佐々木氏は、「2つのアプローチから調査を進めることで、侵害範囲と思われる箇所を速やかに推測できると考える。FAQでは調査の観点や進め方のポイントをまとめている」と解説した。
FAQサイトでは、「被害を受けたあとの初動対応」に特化したコンテンツを厳選して掲載している。例えば、「1.被害を受けたら」のカテゴリーでは、効果的な初動対応を後押しすべく、ランサムウェア攻撃の代表的な流れとともに、被害の可能性を示す要素やイベント、各攻撃フェーズで残される痕跡が紹介されている。なお、同コンテンツはJPCERT/CCが日本企業から相談を受けて、実際に原因特定に至ったケースからの知見や、海外の専門機関/専門企業が対応したケースの知見を踏まえた内容となっている。
JPCERT/CC 早期警戒グループ 脅威アナリストの小島和浩氏は、「不必要なネットワーク停止などを最小限にとどめて、必要な対応を促せるようなFAQにしていきたい。ランサムウェア攻撃の被害を認知・検知したら、さまざまなことに対応しなければいけないが、情報が多すぎると混乱を招きかねない。今回のFAQサイトでは、知りたい情報をわかりやすく、正確に、かつ早く理解できるように、イメージ図の活用や章立てを工夫してコンテンツを作成した」と語った。
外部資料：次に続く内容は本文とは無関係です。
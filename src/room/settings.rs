#![forbid(unsafe_code)]

use super::RoomManager;
use crate::signaling::protocol::ServerMessage;
use serde::{Deserialize, Serialize};
use tracing::{debug, info};

/// Per-room settings, shared by everyone in the room
#[derive(Debug, Clone, Default, PartialEq, Eq, Serialize, Deserialize)]
#[serde(rename_all = "camelCase")]
pub struct RoomSettings {
    /// Keep the room (chat, start time, settings) after the last participant leaves
    pub persist_after_empty: bool,
}

/// Partial update; absent fields are left alone
#[derive(Debug, Clone, Default, PartialEq, Eq, Deserialize)]
#[serde(rename_all = "camelCase")]
pub struct SettingsPatch {
    #[serde(default)]
    pub persist_after_empty: Option<bool>,
}

impl RoomSettings {
    pub fn apply(&mut self, patch: &SettingsPatch) {
        if let Some(persist) = patch.persist_after_empty {
            self.persist_after_empty = persist;
        }
    }
}

impl RoomManager {
    /// Merges a settings patch (last write wins) and broadcasts the result to the
    /// whole room, updater included. Returns false for a stale room or requester.
    pub async fn update_settings(&self, room_id: &str, requester_id: &str, patch: SettingsPatch) -> bool {
        let Some(room_lock) = self.get_room(room_id) else {
            debug!("update_settings: room {} not found", room_id);
            return false;
        };
        let mut room = room_lock.write().await;
        if !room.is_member(requester_id) {
            debug!("update_settings: {} is not in room {}", requester_id, room_id);
            return false;
        }

        room.settings.apply(&patch);
        let settings = room.settings.clone();
        info!("Room settings updated for room {} by {}: {:?}", room_id, requester_id, settings);
        room.broadcast_all(&ServerMessage::RoomSettingsUpdated { settings });
        self.settle(&room_lock, &mut room);
        true
    }
}
#![forbid(unsafe_code)]

// Recording coordination. The capture itself happens in a browser; the server only
// keeps everyone's view of "is this room being recorded, since when, by whom" in sync.

use super::RoomManager;
use crate::signaling::protocol::ServerMessage;
use chrono::{DateTime, Utc};
use serde::Serialize;
use tracing::{debug, info};

/// An active recording. At most one per room.
#[derive(Debug, Clone)]
pub struct RecordingSession {
    pub started_at: DateTime<Utc>,
    pub initiator: String,
}

/// Wire form of a room's recording state
#[derive(Debug, Clone, Default, PartialEq, Eq, Serialize)]
#[serde(rename_all = "camelCase")]
pub struct RecordingState {
    pub active: bool,
    pub start_time: Option<DateTime<Utc>>,
    pub initiator: Option<String>,
}

impl From<Option<&RecordingSession>> for RecordingState {
    fn from(session: Option<&RecordingSession>) -> Self {
        match session {
            Some(s) => Self {
                active: true,
                start_time: Some(s.started_at),
                initiator: Some(s.initiator.clone()),
            },
            None => Self::default(),
        }
    }
}

impl RoomManager {
    /// Idle -> Recording. A no-op while a recording is already running, so the first
    /// requester stays the initiator.
    pub async fn start_recording(&self, room_id: &str, requester_id: &str) -> bool {
        let Some(room_lock) = self.get_room(room_id) else {
            debug!("start_recording: room {} not found", room_id);
            return false;
        };
        let mut room = room_lock.write().await;
        if !room.is_member(requester_id) {
            debug!("start_recording: {} is not in room {}", requester_id, room_id);
            return false;
        }
        if room.recording.is_some() {
            debug!("start_recording: room {} is already recording", room_id);
            return false;
        }

        room.recording = Some(RecordingSession {
            started_at: Utc::now(),
            initiator: requester_id.to_string(),
        });
        self.metrics.inc_recordings_started();
        info!("Recording started in room {} by {}", room_id, requester_id);

        let recording = room.recording_state();
        room.broadcast_all(&ServerMessage::RecordingStateUpdated { recording });
        self.settle(&room_lock, &mut room);
        true
    }

    /// Recording -> Idle. Any participant may stop it.
    pub async fn stop_recording(&self, room_id: &str, requester_id: &str) -> bool {
        let Some(room_lock) = self.get_room(room_id) else {
            debug!("stop_recording: room {} not found", room_id);
            return false;
        };
        let mut room = room_lock.write().await;
        if !room.is_member(requester_id) {
            debug!("stop_recording: {} is not in room {}", requester_id, room_id);
            return false;
        }
        if room.recording.take().is_none() {
            debug!("stop_recording: room {} is not recording", room_id);
            return false;
        }

        info!("Recording stopped in room {} by {}", room_id, requester_id);
        let recording = room.recording_state();
        room.broadcast_all(&ServerMessage::RecordingStateUpdated { recording });
        self.settle(&room_lock, &mut room);
        true
    }
}
#![forbid(unsafe_code)]

// Signaling module - WebSocket signaling server

pub mod connection;
pub mod protocol;
pub mod registry;
pub mod relay;

use crate::config::ServerConfig;
use crate::metrics::ServerMetrics;
use crate::room::RoomManager;
use crate::turn;
use axum::{
    extract::{ws::WebSocketUpgrade, Query, State},
    http::{HeaderMap, StatusCode},
    response::{IntoResponse, Response},
    routing::get,
    Json, Router,
};
use connection::ConnectionContext;
use registry::ConnectionRegistry;
use relay::SignalRelay;
use serde::Deserialize;
use std::sync::Arc;
use tokio::net::TcpListener;
use tokio::sync::Semaphore;
use tower_http::cors::CorsLayer;
use tower_http::services::ServeDir;
use tracing::{error, info, warn};

/// Maximum inbound WebSocket frame
const MAX_MESSAGE_SIZE: usize = 65_536;

/// Signaling server state
#[derive(Clone)]
pub struct SignalingServer {
    room_manager: Arc<RoomManager>,
    registry: ConnectionRegistry,
    relay: SignalRelay,
    metrics: ServerMetrics,
    connection_semaphore: Arc<Semaphore>,
    config: Arc<ServerConfig>,
}

impl SignalingServer {
    /// Creates a new signaling server
    pub fn new(config: ServerConfig, metrics: ServerMetrics) -> Self {
        info!("Max connections: {}", config.max_connections);
        info!(
            "Room limits: {} rooms, {} messages per room",
            config.room_limits.max_rooms, config.room_limits.max_messages_per_room
        );
        match &config.turn {
            Some(tc) => info!("TURN configured: {} URL(s), TTL {}s", tc.urls.len(), tc.ttl_secs),
            None => info!("No TURN configured (set TURN_URLS and TURN_SECRET to enable)"),
        }

        let room_manager = Arc::new(RoomManager::new(config.room_limits, metrics.clone()));
        let registry = ConnectionRegistry::new();
        let relay = SignalRelay::new(registry.clone(), metrics.clone());

        Self {
            room_manager,
            registry,
            relay,
            metrics,
            connection_semaphore: Arc::new(Semaphore::new(config.max_connections)),
            config: Arc::new(config),
        }
    }

    pub fn room_manager(&self) -> Arc<RoomManager> {
        self.room_manager.clone()
    }

    /// Creates the Axum router for the signaling server
    pub fn router(self) -> Router {
        let static_dir = self.config.static_dir.clone();

        let router = Router::new()
            .route("/ws", get(ws_handler))
            .route("/health", get(health_handler))
            .route("/metrics", get(metrics_handler))
            .route("/api/ice-servers", get(ice_servers_handler))
            .with_state(self)
            .layer(CorsLayer::permissive());

        match static_dir {
            Some(dir) => {
                info!("Serving static files from {}", dir.display());
                router.fallback_service(ServeDir::new(dir))
            }
            None => router,
        }
    }

    /// Starts the signaling server on the configured port
    ///
    /// # Errors
    /// Returns an error if the server fails to bind to the port
    pub async fn serve(self) -> anyhow::Result<()> {
        let addr = format!("0.0.0.0:{}", self.config.port);
        info!("Starting signaling server on {}", addr);

        let listener = TcpListener::bind(&addr).await?;
        self.serve_on(listener).await
    }

    /// Serves on an already-bound listener
    pub async fn serve_on(self, listener: TcpListener) -> anyhow::Result<()> {
        let app = self.router();
        axum::serve(listener, app).await?;
        Ok(())
    }

    fn connection_context(&self) -> ConnectionContext {
        ConnectionContext {
            room_manager: self.room_manager.clone(),
            registry: self.registry.clone(),
            relay: self.relay.clone(),
            metrics: self.metrics.clone(),
            idle_timeout: self.config.idle_timeout,
            ping_interval: self.config.ping_interval,
        }
    }
}

/// Health check handler
async fn health_handler(State(server): State<SignalingServer>) -> Json<serde_json::Value> {
    Json(serde_json::json!({
        "status": "ok",
        "rooms": server.room_manager.room_count(),
        "participants": server.room_manager.total_participant_count(),
        "connections": server.registry.len(),
    }))
}

/// Metrics handler in Prometheus text exposition format.
/// Protected by optional METRICS_TOKEN (Bearer auth).
async fn metrics_handler(State(server): State<SignalingServer>, headers: HeaderMap) -> Response {
    if let Some(expected) = &server.config.metrics_token {
        let provided = headers
            .get("authorization")
            .and_then(|v| v.to_str().ok())
            .unwrap_or("");
        if provided != format!("Bearer {expected}") {
            return StatusCode::UNAUTHORIZED.into_response();
        }
    }

    let rooms = server.room_manager.room_count();
    let participants = server.room_manager.total_participant_count();
    let body = server.metrics.render_prometheus(rooms, participants);
    (
        StatusCode::OK,
        [("content-type", "text/plain; version=0.0.4; charset=utf-8")],
        body,
    )
        .into_response()
}

#[derive(Debug, Deserialize)]
struct IceServersQuery {
    /// Connection id the TURN username is bound to
    id: Option<String>,
}

/// ICE server list for a browser about to create its peer connections
async fn ice_servers_handler(
    State(server): State<SignalingServer>,
    Query(query): Query<IceServersQuery>,
) -> Response {
    let id = query
        .id
        .filter(|id| !id.is_empty())
        .unwrap_or_else(|| uuid::Uuid::new_v4().to_string());

    match turn::ice_servers(&server.config.stun_urls, server.config.turn.as_ref(), &id) {
        Ok(ice_servers) => Json(serde_json::json!({ "iceServers": ice_servers })).into_response(),
        Err(e) => {
            error!("Failed to build ICE server list: {}", e);
            StatusCode::INTERNAL_SERVER_ERROR.into_response()
        }
    }
}

/// WebSocket upgrade handler
async fn ws_handler(ws: WebSocketUpgrade, State(server): State<SignalingServer>) -> Response {
    // Acquire connection permit (non-blocking)
    let permit = match server.connection_semaphore.clone().try_acquire_owned() {
        Ok(permit) => permit,
        Err(_) => {
            warn!("Connection limit reached, rejecting WebSocket upgrade");
            return (StatusCode::SERVICE_UNAVAILABLE, "Too many connections").into_response();
        }
    };

    let ctx = server.connection_context();
    ws.max_message_size(MAX_MESSAGE_SIZE)
        .on_failed_upgrade(|error| {
            warn!("WebSocket upgrade failed: {}", error);
        })
        .on_upgrade(move |socket| connection::handle_connection(socket, ctx, permit))
}

#[cfg(test)]
mod tests {
    use super::*;
    use futures_util::{SinkExt, StreamExt};
    use std::net::SocketAddr;
    use std::time::Duration;
    use tokio_tungstenite::{connect_async, tungstenite::Message, MaybeTlsStream, WebSocketStream};

    type Client = WebSocketStream<MaybeTlsStream<tokio::net::TcpStream>>;

    async fn start_server() -> SocketAddr {
        let server = SignalingServer::new(ServerConfig::default(), ServerMetrics::new());
        let listener = TcpListener::bind("127.0.0.1:0").await.unwrap();
        let addr = listener.local_addr().unwrap();
        tokio::spawn(server.serve_on(listener));
        addr
    }

    async fn recv(client: &mut Client) -> serde_json::Value {
        loop {
            let msg = tokio::time::timeout(Duration::from_secs(5), client.next())
                .await
                .expect("timed out waiting for a frame")
                .expect("stream ended")
                .expect("websocket error");
            if let Message::Text(text) = msg {
                return serde_json::from_str(text.as_str()).unwrap();
            }
        }
    }

    async fn recv_type(client: &mut Client, kind: &str) -> serde_json::Value {
        loop {
            let frame = recv(client).await;
            if frame["type"] == kind {
                return frame;
            }
        }
    }

    async fn send(client: &mut Client, value: serde_json::Value) {
        client.send(Message::Text(value.to_string().into())).await.unwrap();
    }

    /// Connects and returns the client with its connection id
    async fn connect(addr: SocketAddr) -> (Client, String) {
        let (mut client, _) = connect_async(format!("ws://{addr}/ws")).await.unwrap();
        let hello = recv(&mut client).await;
        assert_eq!(hello["type"], "connected");
        let id = hello["id"].as_str().unwrap().to_string();
        (client, id)
    }

    #[tokio::test]
    async fn test_two_clients_chat_and_signal() {
        let addr = start_server().await;

        let (mut alice, alice_id) = connect(addr).await;
        send(&mut alice, serde_json::json!({"type":"join-room","roomId":"r1","userName":"Alice"})).await;
        recv_type(&mut alice, "recording-state-updated").await;

        let (mut bob, bob_id) = connect(addr).await;
        send(&mut bob, serde_json::json!({"type":"join-room","roomId":"r1","userName":"Bob"})).await;
        let roster = recv_type(&mut bob, "existing-participants").await;
        assert_eq!(roster["participants"][0]["id"], alice_id.as_str());
        recv_type(&mut bob, "recording-state-updated").await;

        let joined = recv_type(&mut alice, "user-joined").await;
        assert_eq!(joined["id"], bob_id.as_str());
        assert_eq!(joined["userName"], "Bob");

        send(&mut alice, serde_json::json!({
            "type":"chat-message","roomId":"r1","message":{"type":"text","content":"hi"}
        }))
        .await;
        for client in [&mut alice, &mut bob] {
            let msg = recv_type(client, "new-message").await;
            assert_eq!(msg["message"]["senderId"], alice_id.as_str());
            assert_eq!(msg["message"]["senderName"], "Alice");
            assert_eq!(msg["message"]["message"]["content"], "hi");
            assert!(msg["message"].get("toId").is_none());
        }

        let offer = r#"{"type":"offer","to":"TO","offer":{"type":"offer","sdp":"v=0\r\n"}}"#.replace("TO", &bob_id);
        alice.send(Message::Text(offer.into())).await.unwrap();
        let relayed = recv_type(&mut bob, "offer").await;
        assert_eq!(relayed["from"], alice_id.as_str());
        assert_eq!(relayed["offer"]["sdp"], "v=0\r\n");

        // Bob drops; Alice is told
        bob.close(None).await.unwrap();
        let left = recv_type(&mut alice, "user-left").await;
        assert_eq!(left["id"], bob_id.as_str());
    }

    #[tokio::test]
    async fn test_malformed_frame_gets_error_and_connection_survives() {
        let addr = start_server().await;
        let (mut client, _id) = connect(addr).await;

        client.send(Message::Text("{not json".into())).await.unwrap();
        let err = recv(&mut client).await;
        assert_eq!(err["type"], "error");

        send(&mut client, serde_json::json!({"type":"join-room","roomId":"r1","userName":"Solo"})).await;
        let first = recv(&mut client).await;
        assert_eq!(first["type"], "existing-participants");
    }

    /// Reads frames in the background so pings get answered, collecting every text frame
    fn read_only(mut client: Client) -> tokio::sync::mpsc::UnboundedReceiver<serde_json::Value> {
        let (tx, rx) = tokio::sync::mpsc::unbounded_channel();
        tokio::spawn(async move {
            while let Some(Ok(msg)) = client.next().await {
                if let Message::Text(text) = msg {
                    let _ = tx.send(serde_json::from_str(text.as_str()).unwrap());
                }
            }
        });
        rx
    }

    #[tokio::test]
    async fn test_silent_members_outlive_idle_timeout() {
        let config = ServerConfig {
            idle_timeout: Duration::from_secs(1),
            ping_interval: Duration::from_millis(250),
            ..ServerConfig::default()
        };
        let server = SignalingServer::new(config, ServerMetrics::new());
        let rooms = server.room_manager();
        let listener = TcpListener::bind("127.0.0.1:0").await.unwrap();
        let addr = listener.local_addr().unwrap();
        tokio::spawn(server.serve_on(listener));

        let (mut alice, _) = connect(addr).await;
        send(&mut alice, serde_json::json!({"type":"join-room","roomId":"r1","userName":"Alice"})).await;
        recv_type(&mut alice, "recording-state-updated").await;
        let (mut bob, _) = connect(addr).await;
        send(&mut bob, serde_json::json!({"type":"join-room","roomId":"r1","userName":"Bob"})).await;
        recv_type(&mut bob, "recording-state-updated").await;
        assert_eq!(rooms.participant_count_for_room("r1"), 2);

        // Neither client sends anything from here on
        let mut alice_frames = read_only(alice);
        let _bob_frames = read_only(bob);
        tokio::time::sleep(Duration::from_millis(2500)).await;

        assert_eq!(rooms.participant_count_for_room("r1"), 2);
        while let Ok(frame) = alice_frames.try_recv() {
            assert_ne!(frame["type"], "user-left");
        }
    }

    #[tokio::test]
    async fn test_health_and_ice_servers() {
        let server = SignalingServer::new(ServerConfig::default(), ServerMetrics::new());
        let listener = TcpListener::bind("127.0.0.1:0").await.unwrap();
        let addr = listener.local_addr().unwrap();
        tokio::spawn(server.serve_on(listener));

        let health = http_get(addr, "/health").await;
        assert!(health.contains(r#""status":"ok""#));
        assert!(health.contains(r#""connections":0"#));

        let ice = http_get(addr, "/api/ice-servers?id=abc").await;
        assert!(ice.contains("iceServers"));
        assert!(ice.contains("stun:stun.l.google.com:19302"));
    }

    /// Minimal HTTP/1.1 GET, returning the raw response text
    async fn http_get(addr: SocketAddr, path: &str) -> String {
        use tokio::io::{AsyncReadExt, AsyncWriteExt};
        let mut stream = tokio::net::TcpStream::connect(addr).await.unwrap();
        let request = format!("GET {path} HTTP/1.1\r\nHost: {addr}\r\nConnection: close\r\n\r\n");
        stream.write_all(request.as_bytes()).await.unwrap();
        let mut response = String::new();
        stream.read_to_string(&mut response).await.unwrap();
        response
    }
}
2022年4月には改正個人情報保護法が施行される。今回の法改正では、個人データの情報漏洩だけでなく、データが使えなくなる滅失・棄損も報告対象になる。企業などで個人データの漏洩、滅失、棄損が発覚した後、概ね3~5日以内に速報を出し、30日以内には確報を出さなければならない。
JPCERT/CCはランサムウェア被害の対応について、被害範囲の特定、攻撃全体の把握、侵入原因の特定に課題があると認識している。ランサムウェアへの感染が発生したことが明らかな一方、情報漏洩の有無の調査が難しく、発生から被害が明らかになるまで数時間~数日とタイムスパンが短いこともあり、セキュリティベンダーなどの専門機関に声をかけるべき案件でも連絡していないケースが散見されるという。
「FAQを参考に適切な対応を進めることで、システム・ネットワークの予防的停止を最小限にとどめ、各方面への報告・連絡を速やかに行えると考える。一方、インシデント対応の初動段階では専門的知見が必要だ。サイバー攻撃の知見を日々アップデートしている専門機関・企業へ相談することを推奨する」と佐々木氏。
JPCERT/CCでは、ランサムウェアの被害を受けた組織のほか、初動対応にあたる運用保守ベンダー、事案対応初期の段階で被害を受けた組織にコンタクトする都道府県警察やITベンダー、情報漏洩の事故報告を受けた所管省庁などでの活用を想定している。今後は、都道府県警察やITベンダー、所管省庁などと連携し、調査が不足している被害組織のFAQへの誘導を進める。